Москва – Берлин: история по памяти | страница 70
На партсобраниях каждый не просто мог, а обязан был публично указать на все темные пятна, которые имелись в прошлом или настоящем товарищей по партии. Но политическими обвинениями люди не ограничивались. Частная жизнь товарищей тоже подробно освещалась. Каждый был свидетелем, обвиняемым и обвинителем в одном лице. Выступая против товарища X., докладчик прекрасно знал, что вскоре его самого могут пригвоздить к позорному столбу, а потому вовсе не думал проявлять храбрость и стойкость — напротив, ради спасения собственной шкуры он пытался доказать судьям, что у него достаточно «пролетарской бдительности», и изо всех сил старался измыслить против товарища X. столько подозрений, сколько возможно.
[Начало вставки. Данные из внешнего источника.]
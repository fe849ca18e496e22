//! Listing and article views.
//!
//! - [`Renderer`]: output capability for listings, posts and load errors
//! - [`TerminalRenderer`]: colored text on any [`Write`]
//! - [`load_index`] / [`load_post`]: read the published artifacts
//! - [`markdown`]: post body conversion

pub mod markdown;

use self::markdown::escape_html;
use crate::{
    post::{Index, Post},
    query::{FilteredView, QueryState, TagCount, results_label},
};
use colored::Colorize;
use std::{
    fs,
    io::{self, Write},
    path::{Path, PathBuf},
};
use thiserror::Error;

// ============================================================================
// Loading
// ============================================================================

#[derive(Debug, Error)]
pub enum LoadError {
    #[error("cannot read `{0}`")]
    Unreachable(PathBuf, #[source] io::Error),

    #[error("`{0}` is not a valid artifact")]
    Invalid(PathBuf, #[source] serde_json::Error),

    #[error("article `{0}` not found")]
    NotFound(String),

    #[error("article `{0}` is not published")]
    Unpublished(String),
}

impl LoadError {
    /// What the reader can do about it.
    pub const fn retry_hint(&self) -> &'static str {
        match self {
            Self::Unreachable(..) | Self::Invalid(..) => {
                "run `folio index` to regenerate the articles index, then try again"
            }
            Self::NotFound(_) => "check the id with `folio list`",
            Self::Unpublished(_) => "publish the article first, then try again",
        }
    }
}

/// Load the articles index artifact.
pub fn load_index(path: &Path) -> Result<Index, LoadError> {
    let text =
        fs::read_to_string(path).map_err(|err| LoadError::Unreachable(path.to_path_buf(), err))?;
    serde_json::from_str(&text).map_err(|err| LoadError::Invalid(path.to_path_buf(), err))
}

/// Load `posts_dir/{id}.json`, refusing unpublished records.
pub fn load_post(posts_dir: &Path, id: &str) -> Result<Post, LoadError> {
    if id.is_empty() || id.contains(['/', '\\']) || id.contains("..") {
        return Err(LoadError::NotFound(id.to_string()));
    }

    let path = posts_dir.join(format!("{id}.json"));
    let text = match fs::read_to_string(&path) {
        Ok(text) => text,
        Err(err) if err.kind() == io::ErrorKind::NotFound => {
            return Err(LoadError::NotFound(id.to_string()));
        }
        Err(err) => return Err(LoadError::Unreachable(path, err)),
    };

    let post: Post = serde_json::from_str(&text).map_err(|err| LoadError::Invalid(path, err))?;
    if !post.published {
        return Err(LoadError::Unpublished(post.id));
    }
    Ok(post)
}

// ============================================================================
// Renderer
// ============================================================================

pub trait Renderer {
    /// Render one page of a filtered listing. `total` is the unfiltered count.
    fn render_listing(
        &mut self,
        view: &FilteredView<'_>,
        tags: &[TagCount],
        state: &QueryState,
        total: usize,
    ) -> io::Result<()>;

    /// Render a single article whose body is already converted to HTML.
    fn render_post(&mut self, post: &Post, html: &str) -> io::Result<()>;

    /// Render a load failure with a retry hint, never partial data.
    fn render_error(&mut self, err: &LoadError) -> io::Result<()>;
}

/// Plain-text renderer for the command line.
pub struct TerminalRenderer<W: Write> {
    out: W,
    site_title: String,
    site_description: String,
}

impl<W: Write> TerminalRenderer<W> {
    pub fn new(out: W, site_title: impl Into<String>) -> Self {
        Self {
            out,
            site_title: site_title.into(),
            site_description: String::new(),
        }
    }

    /// Subtitle printed under the site title in listings.
    pub fn with_description(mut self, description: impl Into<String>) -> Self {
        self.site_description = description.into();
        self
    }

    #[cfg(test)]
    fn into_inner(self) -> W {
        self.out
    }

    fn write_tags(&mut self, tags: &[TagCount], state: &QueryState) -> io::Result<()> {
        if tags.is_empty() {
            return Ok(());
        }
        let labels: Vec<String> = tags
            .iter()
            .map(|t| {
                let label = format!("{} ({})", t.tag, t.count);
                if state.active_tags().contains(&t.tag) {
                    format!("[{label}]").bright_green().bold().to_string()
                } else {
                    label
                }
            })
            .collect();
        writeln!(self.out, "{} {}", "Tags:".dimmed(), labels.join("  "))
    }

    fn write_pagination(&mut self, view: &FilteredView<'_>) -> io::Result<()> {
        let window = view.window();
        if !window.is_needed() {
            return Ok(());
        }

        let mut parts = Vec::new();
        parts.push(if window.has_prev { "‹ prev" } else { " " }.to_string());
        if window.show_first {
            parts.push("1".into());
        }
        if window.leading_ellipsis {
            parts.push("…".into());
        }
        for &page in &window.pages {
            if page == window.current {
                parts.push(format!("[{page}]").bold().to_string());
            } else {
                parts.push(page.to_string());
            }
        }
        if window.trailing_ellipsis {
            parts.push("…".into());
        }
        if window.show_last {
            parts.push(window.total_pages.to_string());
        }
        if window.has_next {
            parts.push("next ›".into());
        }

        writeln!(
            self.out,
            "{}  {}",
            parts.join(" ").trim(),
            format!("({})", window.range_label()).dimmed()
        )
    }
}

impl<W: Write> Renderer for TerminalRenderer<W> {
    fn render_listing(
        &mut self,
        view: &FilteredView<'_>,
        tags: &[TagCount],
        state: &QueryState,
        total: usize,
    ) -> io::Result<()> {
        writeln!(self.out, "{}", self.site_title.bold())?;
        if !self.site_description.is_empty() {
            writeln!(self.out, "{}", self.site_description.dimmed())?;
        }
        self.write_tags(tags, state)?;
        if let Some(label) = results_label(total, view, state) {
            writeln!(self.out, "{}", label.dimmed())?;
        }
        writeln!(self.out)?;

        if view.is_empty() {
            let hint = if state.is_filtering() {
                "No articles match. Try clearing the search or tag filters."
            } else {
                "No articles yet."
            };
            return writeln!(self.out, "{hint}");
        }

        for article in view.page_articles() {
            writeln!(
                self.out,
                "{}  {}",
                article.date.dimmed(),
                article.title.bright_yellow().bold()
            )?;
            if !article.excerpt.is_empty() {
                writeln!(self.out, "            {}", article.excerpt)?;
            }
            let mut meta = vec![article.read_time.to_string()];
            if !article.tags.is_empty() {
                meta.insert(0, article.tags.join(", "));
            }
            if !article.author.is_empty() {
                meta.push(format!("by {}", article.author));
            }
            writeln!(self.out, "            {}", meta.join(" · ").dimmed())?;
            writeln!(self.out, "            {}", format!("id: {}", article.id).dimmed())?;
        }

        writeln!(self.out)?;
        self.write_pagination(view)
    }

    fn render_post(&mut self, post: &Post, html: &str) -> io::Result<()> {
        writeln!(self.out, "<!-- {} -->", escape_html(&post.id))?;
        writeln!(self.out, "<article>")?;
        writeln!(self.out, "<h1>{}</h1>", escape_html(&post.title))?;

        let mut meta = vec![escape_html(&post.date)];
        if let Some(read_time) = &post.read_time {
            meta.push(escape_html(&read_time.to_string()));
        }
        if !post.author.is_empty() {
            meta.push(format!("by {}", escape_html(&post.author)));
        }
        writeln!(self.out, "<p class=\"meta\">{}</p>", meta.join(" · "))?;
        if !post.tags.is_empty() {
            let tags: Vec<String> = post.tags.iter().map(|t| escape_html(t)).collect();
            writeln!(self.out, "<p class=\"tags\">{}</p>", tags.join(", "))?;
        }

        self.out.write_all(html.as_bytes())?;
        if !html.ends_with('\n') {
            writeln!(self.out)?;
        }
        if post.allow_comments {
            writeln!(
                self.out,
                "<section class=\"comments\" data-post-id=\"{}\"></section>",
                escape_html(&post.id)
            )?;
        }
        writeln!(self.out, "</article>")?;
        self.out.flush()
    }

    fn render_error(&mut self, err: &LoadError) -> io::Result<()> {
        writeln!(self.out, "{} {}", "✗".red(), err.to_string().red())?;
        writeln!(self.out, "  {}", err.retry_hint().dimmed())?;
        self.out.flush()
    }
}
Судейская коллегия состояла из партийных товарищей, которые «чистку» уже прошли. Выслушав все стороны — эту мутную смесь критики и самокритики, — они удалялись на совещание, где обсуждали, может ли член партии, чье дело только что рассматривали, получить назад свой партбилет (ведь это становилось своего рода честью — остаться в рядах партии), нужно ли ему вынести «выговор», «строгий выговор» или «выговор с последним предупреждением», а то и вовсе исключить несчастного из компартии. Все это разбирательство было более чем серьезно, так как каждый знал, что исключение из партии вполне может повлечь за собой немедленный арест. Удивительно, но до нас «чистка» не добралась. Партбилетов у нас и так не было, ведь мы приехали из подполья. Но ни разу нас не вызвали ни на какое собрание, подобное описанному, — разве что Хайнца часто тягали в Интернациональную контрольную комиссию. Но, возможно, мы для партии просто больше не существовали, и номер в «Люксе» был могилой, в которой нас оставили тихо догнивать.
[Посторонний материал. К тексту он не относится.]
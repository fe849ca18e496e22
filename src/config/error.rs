//! Configuration error types.

use std::path::PathBuf;
use thiserror::Error;

/// Configuration-related errors
#[derive(Debug, Error)]
pub enum ConfigError {
    #[error("IO error when reading `{0}`")]
    Io(PathBuf, #[source] std::io::Error),

    #[error("Config file parsing error")]
    Toml(#[from] toml::de::Error),

    #[error("Config file not found: `{0}`")]
    NotFound(PathBuf),

    #[error("Config validation error: {0}")]
    Validation(String),
}
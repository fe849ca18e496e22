//! Site initialization module.
//!
//! Creates the blog directory layout and a default `folio.toml`.

use crate::config::SiteConfig;
use anyhow::{Context, Result, bail};
use std::{fs, path::Path};

/// Create a new blog skeleton at the configured root.
pub fn new_site(config: &SiteConfig, has_name: bool) -> Result<()> {
    let root = config.get_root();

    // Safety check: without a name (init in current dir) the directory must be empty
    if !has_name && !is_dir_empty(root)? {
        bail!(
            "Current directory is not empty. Use `folio init <SITE_NAME>` to create in a subdirectory."
        );
    }

    init_site_structure(config)?;
    init_default_config(config)?;
    Ok(())
}

/// Check if a directory is completely empty
fn is_dir_empty(path: &Path) -> Result<bool> {
    if !path.exists() {
        return Ok(true);
    }
    Ok(fs::read_dir(path)?.next().is_none())
}

/// Write default configuration file
fn init_default_config(config: &SiteConfig) -> Result<()> {
    if config.config_path.exists() {
        bail!("`{}` already exists", config.config_path.display());
    }
    let content = toml::to_string_pretty(&SiteConfig::default())?;
    fs::write(&config.config_path, content)
        .with_context(|| format!("Failed to write {}", config.config_path.display()))?;
    Ok(())
}

/// Create drafts, posts and data directories
fn init_site_structure(config: &SiteConfig) -> Result<()> {
    let blog = &config.blog;
    for path in [&blog.drafts, &blog.posts, &blog.data] {
        if path.exists() && !path.is_dir() {
            bail!(
                "Path `{}` already exists. Try `folio init <SITE_NAME>` instead.",
                path.display()
            );
        }
        fs::create_dir_all(path).with_context(|| format!("Failed to create {}", path.display()))?;
    }
    Ok(())
}
//! `[serve]` section configuration.
//!
//! Contains the local authoring API settings.

use super::defaults;
use educe::Educe;
use serde::{Deserialize, Serialize};

/// `[serve]` section in folio.toml - authoring API settings.
///
/// # Example
/// ```toml
/// [serve]
/// interface = "127.0.0.1"  # The API has no auth, keep it local
/// port = 3000
/// ```
#[derive(Debug, Clone, Educe, Serialize, Deserialize)]
#[educe(Default)]
#[serde(deny_unknown_fields)]
pub struct ServeConfig {
    /// Network interface to bind.
    #[serde(default = "defaults::serve::interface")]
    #[educe(Default = defaults::serve::interface())]
    pub interface: String,

    /// HTTP port number (default: 3000).
    #[serde(default = "defaults::serve::port")]
    #[educe(Default = defaults::serve::port())]
    pub port: u16,
}

#[cfg(test)]
mod tests {
    use super::super::SiteConfig;

    #[test]
    fn test_serve_config() {
        let config = r#"
            [serve]
            interface = "0.0.0.0"
            port = 8080
        "#;
        let config: SiteConfig = toml::from_str(config).unwrap();

        assert_eq!(config.serve.interface, "0.0.0.0");
        assert_eq!(config.serve.port, 8080);
    }

    #[test]
    fn test_serve_config_defaults() {
        let config: SiteConfig = toml::from_str("").unwrap();

        assert_eq!(config.serve.interface, "127.0.0.1");
        assert_eq!(config.serve.port, 3000);
    }

    #[test]
    fn test_unknown_field_rejection() {
        let config = r#"
            [serve]
            watch = true
        "#;
        let result: Result<SiteConfig, _> = toml::from_str(config);

        assert!(result.is_err());
    }
}
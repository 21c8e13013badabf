pub mod betas;
pub mod error;
pub mod metadata;
pub mod outputs;
pub mod pose;
pub mod smpl_model;
pub mod smpl_options;
pub mod types;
Вдобавок ко всему прочему, едва мы вернулись из Евпатории, как нам привезли огромную рукопись для перевода из издательства «Иностранный рабочий». Это был протокол большого процесса против Зиновьева, Каменева и ряда других обвиняемых, который имел место в августе 1936 года, — первый из больших московских показательных процессов. Работа над переводом осталась для меня одним из самых тошнотворных воспоминаний того года. Только что начало гражданской войны в Испании почти заставило нас забыть о том, что творилось в Советском Союзе. И вот, читая протокол, мы вновь сталкивались с тем, что вызывало у нас отвращение и страх. А затем произошло событие, имевшее решающее значение.
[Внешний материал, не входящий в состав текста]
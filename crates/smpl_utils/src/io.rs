use std::{fs::File, io::BufReader, path::Path};
use strum::IntoEnumIterator;
use strum_macros::EnumIter;

pub struct FileLoader {}
impl FileLoader {
    /// Opens a file for buffered reading.
    pub fn open(file_path: impl AsRef<Path>) -> std::io::Result<BufReader<File>> {
        File::open(file_path).map(BufReader::new)
    }
}

/// associating a extension with a enum
#[derive(Debug, Clone, Copy, PartialEq, Eq, EnumIter)]
pub enum FileType {
    Json,
    Npz,
    Unknown,
}
impl FileType {
    pub fn value(&self) -> &'static [&'static str] {
        match self {
            Self::Json => &["json"],
            Self::Npz => &["npz"],
            Self::Unknown => &[""],
        }
    }
    pub fn find_match(ext: &str) -> Self {
        Self::iter()
            .find(|filetype| filetype.value().contains(&(ext.to_lowercase()).as_str()))
            .unwrap_or(FileType::Unknown)
    }
    /// Looks at the extension of the path, no content sniffing
    pub fn from_path(path: impl AsRef<Path>) -> Self {
        path.as_ref()
            .extension()
            .and_then(|ext| ext.to_str())
            .map_or(FileType::Unknown, Self::find_match)
    }
}
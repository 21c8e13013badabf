//! SMPL body model: shape and pose blend shapes, joint regression, the
//! kinematic chain and linear blend skinning on a burn backend.
pub mod codec;
pub mod common;
pub mod smpl;

pub use common::error::{Result, SmplError};
pub mod json;
pub mod matrices;
pub mod npz;
pub mod obj;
Одним августовским утром я заваривала чай на общей кухне нашего гостиничного этажа, когда соседка шепнула мне, что этой ночью арестовали Генриха Зюскинда. Бывшего редактора берлинского «Красного знамени» Зюскинда исключили из партии как «примиренца». Он жил через две комнаты от нас, на том же этаже в отеле «Люкс». Между нами, опальными, и им, изгоем, завязалась за минувший год тесная дружба. Еще вчера мы сидели вместе, в ушах еще звучало его вежливое «Спокойной ночи!», которое он произнес на прощание. Удивительное человеческое свойство: мы по-настоящему чувствуем опасность лишь тогда, когда беда настигнет близкого друга. Ведь как переводчики мы только что прожили весь показательный процесс над Зиновьевым и Каменевым и каждый день слышали о новых и новых арестах! Конечно, от мысли обо всех этих кошмарах мурашки бежали по коже, но страх оставался безличным — это был абстрактный страх, который сковывал меня и выводил из равновесия, но который я, тем не менее, не могла полностью отнести к себе и к своей жизни. И только слова соседки: «Генриха Зюскинда арестовали!» — с пугающей внезапностью превратили страх в реальность.